I find it ironic that after all the history of the human race that precedes us, we are entering a time in which, for all our technology, laws, politics, moral philosophy and ability to create wealth, we will, collectively, spend this Christmas in a far more fearful and timid state than I can remember. So I ask you, for whom are we making the world safe from terror? Certainly not the children of Afghanistan, Iraq, the Democratic Republic of Congo, Niger, Sudan, Palestine (on both sides) or, so it seems, the children who play on backyard swings in suburbs and towns in Australia.

This Christmas and in the New Year we face a potential reality that is more harsh, more extreme and more isolating than any previous time we have known. Or we can create a much better reality. One in which justice, fairness, creativity and love prevail. If, in our endeavours we willingly work for the first, why is we are not willing to work even harder for the second? Both are possibilities and the first, at this time, seems likely to prevail. However, if you, like me, are not content with blindly accepting the status quo and are feeling the rub of those baggage straps digging into your shoulders, then could I suggest you join in the great struggle to overthrow our fears and terrors.

Finally, in offering you my Season’s Greetings could I suggest that, for one meal this festive season, you set one extra place at your table. That empty place can be your symbol of unity with all those families who this year, for the first time, will spend Christmas without a loved one.

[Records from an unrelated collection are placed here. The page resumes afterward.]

use crate::common::grid::BinaryMask;

/// Axis-aligned bounding box in grid coordinates.
#[derive(Debug, Clone, Copy, PartialEq, Eq)]
pub struct BoundingBox {
    pub x: u32,
    pub y: u32,
    pub width: u32,
    pub height: u32,
}

impl BoundingBox {
    pub fn new(x: u32, y: u32, width: u32, height: u32) -> Self {
        Self {
            x,
            y,
            width,
            height,
        }
    }

    pub fn center(&self) -> (f32, f32) {
        (
            self.x as f32 + self.width as f32 / 2.0,
            self.y as f32 + self.height as f32 / 2.0,
        )
    }
}

/// One tracked foreground object for the current tick.
///
/// The id is assigned by the tracking collaborator and reused across frames
/// for the same physical object; this crate only consumes it.
#[derive(Debug, Clone, PartialEq)]
pub struct BlobRecord {
    pub id: u32,
    pub bbox: BoundingBox,
    pub center: (f32, f32),
}

impl BlobRecord {
    pub fn new(id: u32, bbox: BoundingBox) -> Self {
        let center = bbox.center();
        Self { id, bbox, center }
    }
}

/// Blob-detection/tracking collaborator. Given the tick's binary foreground
/// mask it returns the tracked blobs; identity stability across calls is the
/// implementation's contract, not verified here.
pub trait BlobTracker: Send {
    fn process(&mut self, mask: &BinaryMask) -> Vec<BlobRecord>;
}

/// Tracker that never reports a blob. Stands in where no real collaborator
/// is wired up, e.g. the demo binary.
#[derive(Debug, Default)]
pub struct NullTracker;

impl BlobTracker for NullTracker {
    fn process(&mut self, _mask: &BinaryMask) -> Vec<BlobRecord> {
        Vec::new()
    }
}

#[cfg(test)]
mod tests {
    use super::*;

    #[test]
    fn bounding_box_center_is_midpoint() {
        let bbox = BoundingBox::new(2, 4, 6, 8);
        assert_eq!(bbox.center(), (5.0, 8.0));
    }

    #[test]
    fn null_tracker_reports_nothing() {
        let mut tracker = NullTracker;
        let mask = BinaryMask::new(8, 8);
        assert!(tracker.process(&mask).is_empty());
    }
}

You can read into that act any symbolism you want. Whether its for those killed by US bombs in far off lands, or soldiers killed by resistance fighters, in car accidents in your town, drug overdoses in the back streets of the city or death by old age surrounded by family and friends, it’s not important. The point is to remember that death comes to us all eventually. It’s really about what we do in life that is important and it is those deeds that will be our legacy.